DATA RECORDS:
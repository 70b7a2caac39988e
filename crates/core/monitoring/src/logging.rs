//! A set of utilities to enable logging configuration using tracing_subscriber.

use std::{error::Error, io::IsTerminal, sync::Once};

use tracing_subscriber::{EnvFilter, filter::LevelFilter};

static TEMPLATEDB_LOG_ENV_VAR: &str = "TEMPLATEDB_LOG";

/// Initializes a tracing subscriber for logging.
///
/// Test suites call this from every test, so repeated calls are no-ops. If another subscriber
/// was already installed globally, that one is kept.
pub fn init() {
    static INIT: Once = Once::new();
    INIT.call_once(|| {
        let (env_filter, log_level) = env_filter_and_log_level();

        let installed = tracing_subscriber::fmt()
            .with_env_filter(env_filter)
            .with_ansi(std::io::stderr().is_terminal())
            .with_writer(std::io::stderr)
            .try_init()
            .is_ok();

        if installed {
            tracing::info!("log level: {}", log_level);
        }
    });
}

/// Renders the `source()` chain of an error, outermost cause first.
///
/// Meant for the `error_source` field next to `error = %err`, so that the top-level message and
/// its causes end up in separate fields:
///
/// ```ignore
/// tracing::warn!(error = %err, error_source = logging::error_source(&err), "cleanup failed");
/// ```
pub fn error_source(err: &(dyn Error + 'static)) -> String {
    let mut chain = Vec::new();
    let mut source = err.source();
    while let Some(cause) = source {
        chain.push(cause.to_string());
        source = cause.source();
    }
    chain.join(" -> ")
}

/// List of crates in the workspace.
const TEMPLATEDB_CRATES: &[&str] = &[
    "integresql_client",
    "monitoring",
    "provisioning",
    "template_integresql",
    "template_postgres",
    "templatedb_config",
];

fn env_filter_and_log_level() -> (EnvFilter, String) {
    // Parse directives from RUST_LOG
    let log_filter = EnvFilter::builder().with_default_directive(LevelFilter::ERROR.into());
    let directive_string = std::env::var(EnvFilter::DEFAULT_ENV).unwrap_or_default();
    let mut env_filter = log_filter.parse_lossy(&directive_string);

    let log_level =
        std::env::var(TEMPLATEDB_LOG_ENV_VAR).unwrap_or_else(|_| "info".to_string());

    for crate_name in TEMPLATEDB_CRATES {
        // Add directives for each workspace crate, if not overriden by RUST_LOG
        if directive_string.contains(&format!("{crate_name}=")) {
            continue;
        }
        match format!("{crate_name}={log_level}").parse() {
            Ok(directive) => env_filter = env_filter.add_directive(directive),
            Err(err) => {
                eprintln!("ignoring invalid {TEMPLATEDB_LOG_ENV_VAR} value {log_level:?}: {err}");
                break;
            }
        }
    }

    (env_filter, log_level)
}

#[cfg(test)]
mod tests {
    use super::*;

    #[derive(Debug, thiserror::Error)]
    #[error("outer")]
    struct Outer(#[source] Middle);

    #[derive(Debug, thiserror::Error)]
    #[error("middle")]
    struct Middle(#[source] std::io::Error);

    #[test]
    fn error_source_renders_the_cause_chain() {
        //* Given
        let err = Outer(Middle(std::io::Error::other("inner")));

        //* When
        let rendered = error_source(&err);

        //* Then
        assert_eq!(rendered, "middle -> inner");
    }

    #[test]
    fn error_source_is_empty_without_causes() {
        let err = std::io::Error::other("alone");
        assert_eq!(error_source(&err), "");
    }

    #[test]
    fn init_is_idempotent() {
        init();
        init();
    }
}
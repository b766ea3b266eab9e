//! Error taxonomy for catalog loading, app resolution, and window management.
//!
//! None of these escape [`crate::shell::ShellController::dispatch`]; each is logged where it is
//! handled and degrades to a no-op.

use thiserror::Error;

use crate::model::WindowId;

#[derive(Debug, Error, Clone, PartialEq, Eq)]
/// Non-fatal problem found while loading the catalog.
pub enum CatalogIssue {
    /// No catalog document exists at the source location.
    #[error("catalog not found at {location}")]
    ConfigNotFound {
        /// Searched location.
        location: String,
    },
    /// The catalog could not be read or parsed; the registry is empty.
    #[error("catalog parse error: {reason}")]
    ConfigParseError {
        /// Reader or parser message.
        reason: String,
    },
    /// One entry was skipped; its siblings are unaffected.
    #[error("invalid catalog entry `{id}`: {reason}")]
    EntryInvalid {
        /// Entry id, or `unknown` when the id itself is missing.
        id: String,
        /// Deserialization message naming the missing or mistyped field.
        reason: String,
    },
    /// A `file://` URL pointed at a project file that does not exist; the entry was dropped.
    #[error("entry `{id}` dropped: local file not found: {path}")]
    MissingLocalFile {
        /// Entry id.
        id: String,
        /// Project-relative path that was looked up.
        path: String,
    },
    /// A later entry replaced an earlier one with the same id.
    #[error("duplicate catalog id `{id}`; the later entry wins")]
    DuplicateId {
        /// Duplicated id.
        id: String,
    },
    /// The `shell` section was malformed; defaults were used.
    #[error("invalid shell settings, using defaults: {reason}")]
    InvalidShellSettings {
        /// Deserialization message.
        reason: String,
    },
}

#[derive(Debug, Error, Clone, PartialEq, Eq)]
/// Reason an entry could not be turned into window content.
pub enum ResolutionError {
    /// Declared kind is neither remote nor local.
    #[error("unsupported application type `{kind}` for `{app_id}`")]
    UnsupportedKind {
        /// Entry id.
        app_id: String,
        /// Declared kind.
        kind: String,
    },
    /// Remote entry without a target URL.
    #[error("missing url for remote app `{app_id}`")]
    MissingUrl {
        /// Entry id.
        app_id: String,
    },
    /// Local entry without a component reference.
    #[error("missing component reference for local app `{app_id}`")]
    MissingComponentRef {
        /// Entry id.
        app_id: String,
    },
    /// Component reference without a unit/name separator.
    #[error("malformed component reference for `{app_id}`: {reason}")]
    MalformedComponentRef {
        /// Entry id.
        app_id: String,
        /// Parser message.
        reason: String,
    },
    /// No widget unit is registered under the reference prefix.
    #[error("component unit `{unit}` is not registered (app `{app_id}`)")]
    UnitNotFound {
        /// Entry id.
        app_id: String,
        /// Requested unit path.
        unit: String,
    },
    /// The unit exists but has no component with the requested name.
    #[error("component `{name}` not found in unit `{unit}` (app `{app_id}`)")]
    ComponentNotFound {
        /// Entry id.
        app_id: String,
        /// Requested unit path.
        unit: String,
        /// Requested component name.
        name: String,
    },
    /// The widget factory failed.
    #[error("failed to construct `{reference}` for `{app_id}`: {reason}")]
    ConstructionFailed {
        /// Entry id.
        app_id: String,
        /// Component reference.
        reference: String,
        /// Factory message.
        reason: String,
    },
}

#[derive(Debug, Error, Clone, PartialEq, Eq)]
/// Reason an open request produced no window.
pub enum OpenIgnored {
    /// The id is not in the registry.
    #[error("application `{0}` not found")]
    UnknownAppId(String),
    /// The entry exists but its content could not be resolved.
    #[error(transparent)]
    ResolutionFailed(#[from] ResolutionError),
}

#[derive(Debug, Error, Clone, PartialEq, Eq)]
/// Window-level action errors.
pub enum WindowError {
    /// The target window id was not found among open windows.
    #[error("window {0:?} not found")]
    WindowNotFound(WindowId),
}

WHAT YOU NEED TO DO: Among the lines of the listing above, tally the ones holding the string "path" and give that count alone.

ANSWER TO THIS TASK: 5